Grassroots Anti-Islamism in Germany

In what could be seen as a parallel to the robust grassroots opposition to the Ground Zero mosque in the U.S., citizens of the German city of Mönchengladbach, located in the West German state of North Rhine-Westphalia, are working overtime to prevent the radical Islamic association “Invitation to Paradise” from building an Islamic school there. Germany's domestic intelligence agency, Verfassungsschutz, has monitored the activities of “Invitation to Paradise” members, who propagate a Salafist version of Islam that calls for the decapitation of non-believers and the imprisonment of women in burqas.

Traditionally, German politicians and policymakers have bent over backwards to not offend homegrown Islamists, revolutionary Iranian supporters, and Hezbollah activists. That helps to explain why the Hamburg-based mosque al-Quds, which spawned the 9/11 terror attacks, remained open for almost nine years as a training center for jihadists.

A citizens' initiative in Mönchengladbach spearheaded by Wilfried Schultz, a jurist and a student of theology, seeks to jolt drowsy politicians and government officials into action against the Salafists. Last week, a court barred the radical Islamic association from using a building as a mosque and from building the planned Islamic school, based on an insufficient construction application. In response, 130 Salafists seized a market square to pray and will continue to hold open-air services.According to a local press report, a woman shouted at them, “You're repressing women and children”; she was met with a response of “loud and aggressive Allahu Akbar (God is Great!)” chants.

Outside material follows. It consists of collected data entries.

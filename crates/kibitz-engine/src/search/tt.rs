//! Transposition table keyed by the canonical position hash.
//!
//! Stores are unconditional: a newer result for a key always replaces the
//! old one. The driver clears the whole table once it grows past its size
//! bound.

use std::collections::HashMap;

use kibitz_core::Move;

use crate::search::pvs::MATE_THRESHOLD;

/// How a stored score relates to the true value of the node.
#[derive(Debug, Clone, Copy, PartialEq, Eq)]
pub enum Bound {
    /// The score is exact.
    Exact,
    /// The search failed high: the true score is at least this.
    Lower,
    /// The search failed low: the true score is at most this.
    Upper,
}

/// One cached search result.
#[derive(Debug, Clone, Copy, PartialEq, Eq)]
pub struct TtEntry {
    /// Remaining depth the result was searched to.
    pub depth: i32,
    /// Score relative to the side to move, with mate distance counted from
    /// the probing node.
    pub score: i32,
    pub bound: Bound,
    pub best_move: Option<Move>,
}

/// Adjust a mate score from root-relative to node-relative before storing.
///
/// Mate scores encode distance from the root. The table stores them
/// relative to the node so they stay correct when reached at another ply.
pub fn score_to_tt(score: i32, ply: usize) -> i32 {
    let ply = ply as i32;
    if score > MATE_THRESHOLD {
        score + ply
    } else if score < -MATE_THRESHOLD {
        score - ply
    } else {
        score
    }
}

/// Reverse [`score_to_tt`] for a node at `ply`.
pub fn score_from_tt(score: i32, ply: usize) -> i32 {
    let ply = ply as i32;
    if score > MATE_THRESHOLD {
        score - ply
    } else if score < -MATE_THRESHOLD {
        score + ply
    } else {
        score
    }
}

#[derive(Debug, Default)]
pub struct TranspositionTable {
    entries: HashMap<u64, TtEntry>,
}

impl TranspositionTable {
    pub fn new() -> Self {
        Self::default()
    }

    pub fn len(&self) -> usize {
        self.entries.len()
    }

    pub fn is_empty(&self) -> bool {
        self.entries.is_empty()
    }

    pub fn clear(&mut self) {
        self.entries.clear();
    }

    /// Look up `key`, returning the entry with its score adjusted to `ply`.
    pub fn probe(&self, key: u64, ply: usize) -> Option<TtEntry> {
        self.entries.get(&key).map(|entry| TtEntry {
            score: score_from_tt(entry.score, ply),
            ..*entry
        })
    }

    /// Store a result for `key`, replacing any previous entry.
    pub fn store(
        &mut self,
        key: u64,
        depth: i32,
        score: i32,
        bound: Bound,
        best_move: Option<Move>,
        ply: usize,
    ) {
        self.entries.insert(
            key,
            TtEntry {
                depth,
                score: score_to_tt(score, ply),
                bound,
                best_move,
            },
        );
    }

    /// Clear the table if it holds more than `max_entries` entries.
    ///
    /// Returns `true` if the table was cleared.
    pub fn clear_if_over(&mut self, max_entries: usize) -> bool {
        if self.entries.len() > max_entries {
            self.entries.clear();
            true
        } else {
            false
        }
    }
}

“Invitation to Paradise” is a bizarre mix of German converts to Islam and German Muslims energetically campaigning to win more converts to their backward form of fanatical Islam. While the citizens' group opposing them seems to have fathomed the anti-women, anti-Western goals of the Salafists, Hamburg continues to serve as one of Europe's leading metropolitan hubs for anti-Western Islamic ideologies and as the Islamic Republic's financial center. Take the example of Iran's supreme leader, Ayatollah Ali Khamenei, who appointed the director of the Islamic Center of Hamburg, which is part of the Imam Ali Mosque. The mosque's imam, Ayatollah Reza Ramezani, has invoked the standard Iranian battle cry for wiping Israel off the map, “liberation of Jerusalem from the Zionist system,” and his mosque serves as a meeting place for members of the Iranian Revolutionary Guards Corps (IRGC), which the U.S. has designated as global terrorist organization.

Despite the banning of the al-Quds moque this year, Hamburg still remains an “Invitation to Paradise” for radical Islam.

Benjamin Weinthal is a fellow at the Foundation for Defense of Democracies.